I also have a wood grenade. It is not a good tool for wet wood, it does tend to pop right back out of the hole. If your wood is in decent shape though, it does a pretty good job and I have yet to get any splits or pieces to break off mine yet and that's after 4 years.


----------



## crowbuster (Nov 23, 2008)

All mine broke in a short while, thats why I thought they called them grenades, they blow into shrapnel. 

C.B.


----------



## BaldSawRunner (Nov 23, 2008)

Are these wood grenades the squarish 4-way looking ones? Or are they the round ones? I have a round one and that thing is a waste of time and effort. All it does when you pound it in is bore a tapered hole into the round.

My dad bought it a long time ago.


----------



## nmr1981 (May 3, 2009)

I was a skeptic at first. I put the grenade in the center of a large round of ash it went in about an inch and that was it. I had to use 2 traditional wedges to get it out. The key is to use the grenade about 2 inches from the edge of a big round and hit it a couple of times and the round will break cleanly in half! it worked great for the price!


----------



## cornhelper (May 4, 2009)

*Mine broke too!*

After many years of years of use and abuse my wood grenade broke also, right at that sweet spot 2 inches above the point.


----------



## turnkey4099 (May 4, 2009)

When shopping for wedges, look in the pawn shops/secondhand stores. You'll get them cheaper and usually the old, high quality, American made ones. They will probably be mushroomed but that cleans up. I haven't been in any of those shops that didn't have a few wedges, some mauls, sledges, axes. Almost my entire collection of wood making tools came out of such shops.

Harry K


----------



## tex_n_cal (May 4, 2009)

Out of curiosity, anyone know what types of steels are used for ax heads & wedges? How they are heat treated?


----------



## Mike Van (May 4, 2009)

Like Harry, I've got a dozen old wedges, mostly from tag sales & junk shops. Some of them 25 cents apiece. I'll never wear them out - Nor do I want to!


----------



## Haywire Haywood (May 4, 2009)

Wood Scrounge said:


> Why is everything junk anymore!!!????



Because we demand cheap goods, at least most of us do. You walk up to a counter with a selection of wedges and one is $5 and one is $20. I'll hazard a WAG that 90% will pick up the $5 one. That one is junk and imported from India or China. The other one is not junk but still might be imported from India or China. It's cheaper for the importers to make and import the junk than it is to make it here because they're paying their workers $20 a day instead of $20 an hour.

Ian


----------



## 4seasons (May 4, 2009)

Haywire Haywood said:


> Because we demand cheap goods, at least most of us do.
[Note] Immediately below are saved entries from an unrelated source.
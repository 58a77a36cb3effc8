use std::net::SocketAddr;
use std::time::Duration;

use bytes::Bytes;
use tokio::net::TcpListener;
use tokio::time::{sleep, timeout};

use resp_kv::client::Client;
use resp_kv::config::Config;
use resp_kv::db::Value;
use resp_kv::frame::Frame;
use resp_kv::replication::{replica, Role};
use resp_kv::server;
use resp_kv::state::ServerState;

async fn start_master() -> (SocketAddr, ServerState) {
    let listener = TcpListener::bind("127.0.0.1:0").await.unwrap();
    let addr = listener.local_addr().unwrap();
    let state = ServerState::new(Config::new(), Role::Master);

    let server_state = state.clone();
    tokio::spawn(async move { server::run(listener, server_state, std::future::pending::<()>()).await });

    (addr, state)
}

fn start_replica(master: SocketAddr) -> ServerState {
    let state = ServerState::new(
        Config::new(),
        Role::Replica {
            host: master.ip().to_string(),
            port: master.port(),
        },
    );

    let link_state = state.clone();
    tokio::spawn(async move {
        replica::run(link_state, &master.ip().to_string(), master.port(), 6380)
            .await
            .unwrap();
    });

    state
}

/// Polls `check` every few milliseconds for up to two seconds.
async fn eventually(mut check: impl FnMut() -> bool) {
    timeout(Duration::from_secs(2), async {
        while !check() {
            sleep(Duration::from_millis(5)).await;
        }
    })
    .await
    .expect("condition not reached in time");
}

#[tokio::test]
async fn replica_loads_master_snapshot() {
    let (addr, master) = start_master().await;
    let mut client = Client::connect(addr).await.unwrap();
    client.set("x", Bytes::from("1")).await.unwrap();

    let replica = start_replica(addr);

    eventually(|| master.replication.replica_count() == 1).await;
    eventually(|| replica.db.get("x").is_some()).await;

    assert_eq!(replica.db.get("x"), Some(Value::String(Bytes::from("1"))));
    // The key came with the snapshot; the replica starts at the master's offset.
    assert_eq!(replica.replication.replica_offset(), master.replication.offset());
}

#[tokio::test]
async fn writes_stream_to_the_replica() {
    let (addr, master) = start_master().await;
    let replica = start_replica(addr);
    eventually(|| master.replication.replica_count() == 1).await;

    let mut client = Client::connect(addr).await.unwrap();
    client.set("a", Bytes::from("1")).await.unwrap();
    client.command(["RPUSH", "l", "x", "y"]).await.unwrap();
    client.command(["GET", "a"]).await.unwrap();

    eventually(|| replica.replication.replica_offset() == master.replication.offset()).await;

    assert_eq!(replica.db.get("a"), Some(Value::String(Bytes::from("1"))));
    assert_eq!(replica.db.list_len("l"), Ok(2));
}

#[tokio::test]
async fn wait_counts_acknowledging_replicas() {
    let (addr, master) = start_master().await;
    let _replica = start_replica(addr);
    eventually(|| master.replication.replica_count() == 1).await;

    let mut client = Client::connect(addr).await.unwrap();
    client.set("a", Bytes::from("1")).await.unwrap();

    assert_eq!(
        client.command(["WAIT", "1", "1000"]).await.unwrap(),
        Frame::Integer(1)
    );
}

#[tokio::test]
async fn wait_without_writes_reports_connected_replicas() {
    let (addr, master) = start_master().await;
    let _first = start_replica(addr);
    let _second = start_replica(addr);
    eventually(|| master.replication.replica_count() == 2).await;

    let mut client = Client::connect(addr).await.unwrap();
    assert_eq!(
        client.command(["WAIT", "5", "500"]).await.unwrap(),
        Frame::Integer(2)
    );
}
#[derive(Debug, Clone, PartialEq)]
pub enum Frame {
    Simple(String),           // +
    Error(String),            // -
    Integer(i64),             // :
    Bulk(Bytes),              // $
    NullBulk,                 // $-1
    Null,                     // _
    Boolean(bool),            // #
    Double(f64),              // ,
    BigNumber(String),        // (
    Array(Vec<Frame>),        // *
    NullArray,                // *-1
    Map(Vec<(Frame, Frame)>), // %
}

#[derive(Debug)]
pub enum Error {
    /// Not enough data buffered to decode a full frame. Read more and retry.
    Incomplete,
    Protocol(String),
}

impl Frame {
    pub fn array() -> Frame {
        Frame::Array(vec![])
    }

    /// Builds the canonical command encoding: an array of binary strings.
    pub fn command<I, T>(args: I) -> Frame
    where
        I: IntoIterator<Item = T>,
        T: Into<Bytes>,
    {
        Frame::Array(args.into_iter().map(|arg| Frame::Bulk(arg.into())).collect())
    }

    pub fn simple(value: impl Into<String>) -> Frame {
        Frame::Simple(value.into())
    }

    pub fn error(message: impl Into<String>) -> Frame {
        Frame::Error(message.into())
    }

    pub fn bulk(value: impl Into<Bytes>) -> Frame {
        Frame::Bulk(value.into())
    }

    /// Bulk string when present, the nil bulk string when absent.
    pub fn bulk_or_nil(value: Option<Bytes>) -> Frame {
        value.map_or(Frame::NullBulk, Frame::Bulk)
    }

    pub fn ok() -> Frame {
        Frame::Simple("OK".to_string())
    }

    pub fn push_bulk(&mut self, bytes: Bytes) {
        match self {
            Frame::Array(vec) => vec.push(Frame::Bulk(bytes)),
            _ => panic!("not an array frame"),
        }
    }

    pub fn push_frame(&mut self, frame: Frame) {
        match self {
            Frame::Array(vec) => vec.push(frame),
            _ => panic!("not an array frame"),
        }
    }

    /// Checks whether a whole frame can be decoded from `src`, advancing the
    /// cursor past it.
    pub fn check(src: &mut Cursor<&[u8]>) -> Result<(), Error> {
        Frame::check_nested(src, 0)
    }

    fn check_nested(src: &mut Cursor<&[u8]>, depth: usize) -> Result<(), Error> {
        match get_descriptor(src)? {
            b'+' | b'-' => {
                get_line(src)?;
                Ok(())
            }
            b':' => {
                get_integer(src)?;
                Ok(())
            }
            b'_' => get_null(src),
            b'#' => {
                get_boolean(src)?;
                Ok(())
            }
            b',' => {
                get_double(src)?;
                Ok(())
            }
            b'(' => {
                get_big_number(src)?;
                Ok(())
            }
            b'$' => match get_length(src)? {
                None => Ok(()),
                Some(len) => {
                    get_bulk(src, len)?;
                    Ok(())
                }
            },
            b'*' => {
                if let Some(len) = get_length(src)? {
                    let depth = nest(depth)?;
                    for _ in 0..len {
                        Frame::check_nested(src, depth)?;
                    }
                }
                Ok(())
            }
            b'%' => match get_length(src)? {
                None => Err(protocol("null map is not a valid frame")),
                Some(len) => {
                    let depth = nest(depth)?;
                    for _ in 0..len {
                        Frame::check_nested(src, depth)?;
                        Frame::check_nested(src, depth)?;
                    }
                    Ok(())
                }
            },
            other => Err(protocol(format!("invalid frame type byte `{}`", other as char))),
        }
    }

    /// Parses a frame previously validated with [`Frame::check`].
    pub fn parse(src: &mut Cursor<&[u8]>) -> Result<Frame, Error> {
        Frame::parse_nested(src, 0)
    }

    fn parse_nested(src: &mut Cursor<&[u8]>, depth: usize) -> Result<Frame, Error> {
        match get_descriptor(src)? {
            b'+' => Ok(Frame::Simple(get_text(src)?)),
            b'-' => Ok(Frame::Error(get_text(src)?)),
            b':' => Ok(Frame::Integer(get_integer(src)?)),
            b'_' => {
                get_null(src)?;
                Ok(Frame::Null)
            }
            b'#' => Ok(Frame::Boolean(get_boolean(src)?)),
            b',' => Ok(Frame::Double(get_double(src)?)),
            b'(' => Ok(Frame::BigNumber(get_big_number(src)?)),
            b'$' => match get_length(src)? {
                None => Ok(Frame::NullBulk),
                Some(len) => Ok(Frame::Bulk(Bytes::copy_from_slice(get_bulk(src, len)?))),
            },
            b'*' => match get_length(src)? {
                None => Ok(Frame::NullArray),
                Some(len) => {
                    let depth = nest(depth)?;
                    let mut array = Vec::with_capacity(len.min(1024));
                    for _ in 0..len {
                        array.push(Frame::parse_nested(src, depth)?);
                    }
                    Ok(Frame::Array(array))
                }
            },
            b'%' => match get_length(src)? {
                None => Err(protocol("null map is not a valid frame")),
                Some(len) => {
                    let depth = nest(depth)?;
                    let mut pairs = Vec::with_capacity(len.min(1024));
                    for _ in 0..len {
                        let key = Frame::parse_nested(src, depth)?;
                        let value = Frame::parse_nested(src, depth)?;
                        pairs.push((key, value));
                    }
                    Ok(Frame::Map(pairs))
                }
            },
            other => Err(protocol(format!("invalid frame type byte `{}`", other as char))),
        }
    }

    /// Decodes one frame from the front of `buf`.
    ///
    /// Returns `Ok(None)` when `buf` only holds a prefix of a frame, otherwise
    /// the frame together with the number of bytes it occupied.
    pub fn decode(buf: &[u8]) -> Result<Option<(Frame, usize)>, Error> {
        let mut cursor = Cursor::new(buf);

        match Frame::check(&mut cursor) {
            Ok(()) => {
                let len = cursor.position() as usize;
                cursor.set_position(0);

                let frame = Frame::parse(&mut cursor)?;

                Ok(Some((frame, len)))
            }
            Err(Error::Incomplete) => Ok(None),
            Err(err) => Err(err),
        }
    }

    pub fn encode(&self, dst: &mut BytesMut) {
        match self {
            Frame::Simple(string) => {
                dst.put_u8(b'+');
                put_line(dst, string);
            }
            Frame::Error(string) => {
                dst.put_u8(b'-');
                put_line(dst, string);
            }
            Frame::Integer(value) => {
                dst.put_u8(b':');
                put_decimal(dst, *value);
            }
            Frame::Bulk(data) => {
                dst.put_u8(b'$');
                put_decimal(dst, data.len() as i64);
                dst.put_slice(data);
                dst.put_slice(SEPARATOR);
            }
            Frame::NullBulk => dst.put_slice(b"$-1\r\n"),
            Frame::Null => dst.put_slice(b"_\r\n"),
            Frame::Boolean(value) => dst.put_slice(if *value { b"#t\r\n" } else { b"#f\r\n" }),
            Frame::Double(value) => {
                dst.put_u8(b',');
                let text = if value.is_nan() {
                    "nan".to_string()
                } else {
                    value.to_string()
                };
                dst.put_slice(text.as_bytes());
                dst.put_slice(SEPARATOR);
            }
            Frame::BigNumber(digits) => {
                dst.put_u8(b'(');
                put_line(dst, digits);
            }
            Frame::Array(items) => {
                dst.put_u8(b'*');
                put_decimal(dst, items.len() as i64);
                for item in items {
                    item.encode(dst);
                }
            }
            Frame::NullArray => dst.put_slice(b"*-1\r\n"),
            Frame::Map(pairs) => {
                dst.put_u8(b'%');
                put_decimal(dst, pairs.len() as i64);
                for (key, value) in pairs {
                    key.encode(dst);
                    value.encode(dst);
                }
            }
        }
    }

    pub fn to_bytes(&self) -> Bytes {
        let mut buf = BytesMut::new();
        self.encode(&mut buf);
        buf.freeze()
    }
}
You walk up to a counter with a selection of wedges and one is $5 and one is $20. I'll hazard a WAG that 90% will pick up the $5 one. That one is junk and imported from India or China. The other one is not junk but still might be imported from India or China. It's cheaper for the importers to make and import the junk than it is to make it here because they're paying their workers $20 a day instead of $20 an hour.
> 
> Ian



I call it a Wal-Mart mentality. We have a whole generation of people that have used disposable products. Use it up and throw it out. It springs from laziness. If it cost half as much I don't have to work as hard to get it. Then when it breaks I'm not out as much so I won't try to fix it. Once upon a time when something was broken/worn out you took it to a fix-it shop and had it repaired. Shoes, computer monitors, tv's, chainsaws, etc. went to a repair shop. Now when your neighbor's Wild Thing quits running he thinks well it's lasted me three years I just junk it and go to Wal-mart and get another piece of cheap plastic crap to replace it. He never thinks about the fact he only used it to cut 2 trees in the 3 years he had it. If people would stay out of Wal-mart we wouldn't have to put up with so much junk or the crappy customer service that goes with it.


----------



## Haywire Haywood (May 4, 2009)

Have you ever tried to survive without going to Walmart or it's siblings (Kmart, Target, Meijer etc)? If you do find what you need at a mom-n-pop, it's the same crap but at a higher price. Might as well buy from Walmart, that's where they got it.

Ian


----------



## woodbooga (May 4, 2009)

Mike Van said:


> Like Harry, I've got a dozen old wedges, mostly from tag sales & junk shops. Some of them 25 cents apiece. I'll never wear them out - Nor do I want to!



I must have overpaid. I'm into mine for a buck a piece. A couple are nicely "mushroomed" on the receiving end after decades of sledging.


----------



## 4seasons (May 4, 2009)

Haywire Haywood said:


> Have you ever tried to survive without going to Walmart or it's siblings (Kmart, Target, Meijer etc)? If you do find what you need at a mom-n-pop, it's the same crap but at a higher price. Might as well buy from Walmart, that's where they got it.
> 
> Ian



I haven't been it Walmart in over a year, haven't bought anything there in over 6 years. I buy a lot of stuff used, online, or small shops. Although I do have an advantage on buying from out of the way places because I deliver to a 200 square mile area in my day job. You can find me on my lunch break anywhere from Mountain City to Crossville in some business checking to see if they have that one oddball no one has ever heard of item that a used 15 years ago. When I go in a store and ask for something that no one has ever heard of and the sales guy still tries to help me, or even better the guy behind the counter has used it before and if he doesn't have one he can order it for me, that is where I do business. And I don't buy crap period. I want the best and am willing to pay to get it.


----------